Carrot2 offers several clustering algorithms. These algorithms differ in algorithmic approaches to solving the problem and vary in performance characteristics and in how they find and then label document clusters.

It's quite difficult to give one clear recommendation as to which algorithm is "the best": the decision is a problem of weighing multiple criteria such as performance or cluster label legibility. Compare the following three sets of cluster labels acquired for the same input using different algorithms:

The same input clustered with different algorithms.

The same input ("data mining" search results) clustered with three different clustering algorithms.

Many people (including us) have a subjective feeling that the Lingo-family of algorithms (Lingo and Lingo3G) delivers more intuitive and diverse clusters compared to other algorithms. Sometimes it is other characteristics, such as performance or cluster structure, that should be taken into account.

The following table summarizes key characteristics of each algorithm shipped in Carrot2.

A comparison of key characteristics of Carrot2 clustering algorithms.
Feature Lingo STC k-means
Cluster diversity High, many small (outlier) clusters highlighted Low, small (outlier) clusters rarely highlighted Low, small (outlier) clusters rarely highlighted
Cluster labels Longer, often more descriptive Shorter, but still appropriate One-word only, may not always describe all documents in the cluster
Scalability Low. For more than about 1000 documents, Lingo clustering will take a long time and large memory . High Low, based on similar data structures as Lingo.
Overlapping clusters Yes. A document can belong to more than one cluster. Yes. A document can belong to more than one cluster. No. A document can belong to only one cluster.

Lingo3G, the commercial algorithm that plugs into Carrot2 has a separate page where its features are compared against the open source algorithms.

While the table above can be useful to determine which algorithm to choose, the ultimate judgment should be based on an empirical evaluation with your specific document collection.

Tweaking parameters

The default settings that come with each algorithm are good for an average case. Each algorithm comes with a number of attributes which can be used to tune its output and runtime characteristics. You can easily adjust attributes in Java API. An robust way to override attributes in REST API is to use request model classes.

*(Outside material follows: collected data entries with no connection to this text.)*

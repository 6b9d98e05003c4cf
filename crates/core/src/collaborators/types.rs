//! Types shared by the external collaborator traits.

use serde::{Deserialize, Serialize};
use std::time::Duration;

/// Error type for collaborator calls.
#[derive(Debug, thiserror::Error)]
pub enum CollaboratorError {
    /// Object or remote resource does not exist.
    #[error("not found: {0}")]
    NotFound(String),

    /// Local I/O failure.
    #[error("I/O error: {0}")]
    Io(String),

    /// Transport-level HTTP failure.
    #[error("HTTP error: {0}")]
    Http(String),

    /// Remote service answered with an error status.
    #[error("API error: {status} - {message}")]
    Api { status: u16, message: String },

    /// Remote service answered with something we cannot use.
    #[error("malformed response: {0}")]
    Malformed(String),

    /// The document bytes cannot be interpreted.
    #[error("unreadable document: {0}")]
    Unreadable(String),

    #[error("timeout after {0:?}")]
    Timeout(Duration),
}

impl From<std::io::Error> for CollaboratorError {
    fn from(e: std::io::Error) -> Self {
        if e.kind() == std::io::ErrorKind::NotFound {
            CollaboratorError::NotFound(e.to_string())
        } else {
            CollaboratorError::Io(e.to_string())
        }
    }
}

/// Token and cost accounting reported by the parser.
#[derive(Debug, Clone, Default, PartialEq, Serialize, Deserialize)]
pub struct TokenUsage {
    #[serde(default)]
    pub input_tokens: u32,
    #[serde(default)]
    pub output_tokens: u32,
    #[serde(default)]
    pub cost_usd: f64,
}

/// Structured output of the parsing service.
#[derive(Debug, Clone, PartialEq, Serialize, Deserialize)]
pub struct ParsedDocument {
    /// Structured candidate record (personal info, experience, skills, ...).
    pub record: serde_json::Value,
    #[serde(default)]
    pub usage: TokenUsage,
}

/// Result of scoring a record against a requirement.
#[derive(Debug, Clone, PartialEq, Serialize, Deserialize)]
pub struct MatchOutcome {
    /// 0-100.
    pub score: u8,
    #[serde(default)]
    pub rationale: Option<String>,
}

/// Summary of a candidate's public code-hosting profile.
#[derive(Debug, Clone, Default, PartialEq, Serialize, Deserialize)]
pub struct ProfileInsight {
    pub handle: String,
    #[serde(default)]
    pub public_repos: Option<u32>,
    #[serde(default)]
    pub top_languages: Vec<String>,
    #[serde(default)]
    pub summary: Option<String>,
}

In order to achieve good cluster labels and high clustering quality it is vital to adjust the default language resources so that they exclude any common terms, phrases and expressions specific to:

  • the selected language (the default resources should contain a reasonable number of these already),
  • the domain of documents being clustered.

For example, if clustering documents from the medical domain, certain expressions and terms may be obvious and trivial to the domain. Forming clusters out of these wouldn't be of any value to the users. By excluding such expressions the algorithms are guided to look for other, perhaps more interesting alternative content.

Lexical resources can be adjusted both in the Java API and in the REST API.